Essay by Dara Wegman-Geedey, Professor of Biology

At first glance, one may not understand the message that Aristide Maillol conveyed through sculpture. In this digital era, when maximum pixels and "high res" are prized characteristics of the electronic gadgetry we crave, the more "life-like" or 3D that an image is on our viewing screens, the greater our perception of reality. To appreciate The Crouching Girl and The River, we must step off the path of "authenticity through minute detail" and consider the larger themes in Maillol's work.

Maillol sculpted during the late 19th and early 20th centuries, using a style uniquely his own but reminiscent of early Greek statues. Maillol, like the Greeks, found the human body the most important subject for artistic expression. Scholars believe the Greeks highly valued the body because they envisioned gods as having human forms, but Maillol's interest seems due to the malleable nature of the thing itself. Not only could the human torso and limbs assume many poses, allowing Maillol to play with positive mass and negative space in his sculptures (e.g., filled vs. open shapes), but the human figure was also an archetype used to express his ideal of beauty in nature. Maillol once said that "The human form is far older than the emergence of man, who had only to mould himself in the image of the primitive creatures swarming around him to give himself an appearance of balance, beauty and harmony" (George 43).

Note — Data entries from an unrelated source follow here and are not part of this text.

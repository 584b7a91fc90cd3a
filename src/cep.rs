//! CEP address lookup
//!
//! Wraps the public ViaCEP service behind a uniform result contract with
//! a session-scoped cache. The adapter only resolves addresses — filling
//! form fields and moving focus is the caller's job (see
//! [`crate::form::FormEngine::apply_address`]).

use serde::{Deserialize, Serialize};

/// Address record resolved for a postal code.
#[derive(Debug, Clone, PartialEq, Eq, Serialize, Deserialize)]
pub struct Address {
    pub street: String,
    pub neighborhood: String,
    pub city: String,
    /// Two-letter UF sigla (e.g. `SP`).
    pub state: String,
}

#[cfg(feature = "lookup")]
pub use client::{AddressLookup, LookupError, ViaCepClient};

#[cfg(feature = "lookup")]
mod client {
    use std::collections::HashMap;
    use std::sync::{Mutex, MutexGuard};
    use std::time::Duration;

    use async_trait::async_trait;
    use serde::Deserialize;
    use thiserror::Error;
    use url::Url;

    use super::Address;

    const DEFAULT_BASE_URL: &str = "https://viacep.com.br";
    const REQUEST_TIMEOUT: Duration = Duration::from_secs(10);

    /// Lookup failures, ordered from local to remote.
    #[derive(Debug, Error)]
    pub enum LookupError {
        /// The postal code is not exactly 8 digits; no request was made.
        #[error("CEP must have exactly 8 digits")]
        InvalidFormat,
        /// The service answered but reported no match for the code.
        #[error("CEP not found")]
        NotFound,
        /// The service answered with a non-success HTTP status.
        #[error("lookup service returned status {0}")]
        Service(u16),
        /// The request could not complete.
        #[error("lookup request failed: {0}")]
        Network(#[source] reqwest::Error),
    }

    /// Anything that can resolve a postal code into an [`Address`].
    ///
    /// The form orchestrator takes this as an injected dependency so tests
    /// can swap the real client for a canned one.
    #[async_trait]
    pub trait AddressLookup: Send + Sync {
        async fn lookup(&self, postal_code: &str) -> Result<Address, LookupError>;
    }

    /// ViaCEP response body. `erro` is only present on miss.
    #[derive(Debug, Deserialize)]
    struct ViaCepBody {
        #[serde(default)]
        logradouro: String,
        #[serde(default)]
        bairro: String,
        #[serde(default)]
        localidade: String,
        #[serde(default)]
        uf: String,
        #[serde(default)]
        erro: bool,
    }

    /// ViaCEP client with a per-session address cache.
    ///
    /// The cache is keyed by the 8-digit code and never evicted — a page
    /// session looks up a handful of codes at most.
    #[derive(Debug)]
    pub struct ViaCepClient {
        http: reqwest::Client,
        base_url: String,
        cache: Mutex<HashMap<String, Address>>,
    }

    impl Default for ViaCepClient {
        fn default() -> Self {
            Self::new()
        }
    }

    impl ViaCepClient {
        pub fn new() -> Self {
            let http = reqwest::Client::builder()
                .timeout(REQUEST_TIMEOUT)
                .build()
                .unwrap_or_default();
            Self {
                http,
                base_url: DEFAULT_BASE_URL.to_string(),
                cache: Mutex::new(HashMap::new()),
            }
        }

        /// Point the client at a different base URL (mock servers in tests).
        pub fn with_base_url(mut self, base_url: &Url) -> Self {
            self.base_url = base_url.as_str().trim_end_matches('/').to_string();
            self
        }

        fn cache(&self) -> MutexGuard<'_, HashMap<String, Address>> {
            match self.cache.lock() {
                Ok(guard) => guard,
                Err(poisoned) => poisoned.into_inner(),
            }
        }

        /// Number of addresses currently cached.
        pub fn cached_len(&self) -> usize {
            self.cache().len()
        }
    }

    #[async_trait]
    impl AddressLookup for ViaCepClient {
        async fn lookup(&self, postal_code: &str) -> Result<Address, LookupError> {
            let digits: String = postal_code
                .chars()
                .filter(char::is_ascii_digit)
                .collect();
            if digits.len() != 8 {
                return Err(LookupError::InvalidFormat);
            }

            if let Some(address) = self.cache().get(&digits).cloned() {
                tracing::debug!(cep = %digits, "address cache hit");
                return Ok(address);
            }

            let url = format!("{}/ws/{}/json/", self.base_url, digits);
            let response = self
                .http
                .get(&url)
                .send()
                .await
                .map_err(LookupError::Network)?;

            let status = response.status();
            if !status.is_success() {
                tracing::warn!(cep = %digits, status = %status, "CEP lookup failed");
                return Err(LookupError::Service(status.as_u16()));
            }

            let body: ViaCepBody = response.json().await.map_err(LookupError::Network)?;
            if body.erro {
                return Err(LookupError::NotFound);
            }

            let address = Address {
                street: body.logradouro,
                neighborhood: body.bairro,
                city: body.localidade,
                state: body.uf,
            };
            self.cache().insert(digits.clone(), address.clone());
            tracing::debug!(cep = %digits, city = %address.city, "address resolved");
            Ok(address)
        }
    }

    #[cfg(test)]
    mod tests {
        use super::*;

        #[tokio::test]
        async fn short_codes_are_rejected_before_any_request() {
            let client = ViaCepClient::new();
            assert!(matches!(
                client.lookup("0131").await,
                Err(LookupError::InvalidFormat)
            ));
            assert!(matches!(
                client.lookup("").await,
                Err(LookupError::InvalidFormat)
            ));
            assert!(matches!(
                client.lookup("013101000").await,
                Err(LookupError::InvalidFormat)
            ));
        }

        #[test]
        fn formatted_codes_normalize_to_digits() {
            // "01310-100" and "01310100" must share a cache entry; the
            // normalization is the digit filter exercised above.
            let formatted: String = "01310-100"
                .chars()
                .filter(char::is_ascii_digit)
                .collect();
            assert_eq!(formatted, "01310100");
        }
    }
}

Though Maillol, like most artists, had a favorite model, his sculptures are not depictions of her specifically. In his words, ".a man (or a woman) is no more important, plastically speaking, than any given rock, animal or bush" (Chevalier 29). Faces and other structures are expressionless and anonymous in Maillol's sculptures. Like fellow French sculptor, Auguste Rodin, Maillol sometimes took pieces from one statue to add to another. His work is thus simultaneously abstract and representative. The controlled pose of The Crouching Girl is more representative of Maillol than is The River, part of a commissioned piece that he chose to finish when funding ceased. The contorted posture of The River bespeaks an emotional response requested by the original patron, but is evidence that Maillol could sculpt great detail and emotion, but typically chose otherwise.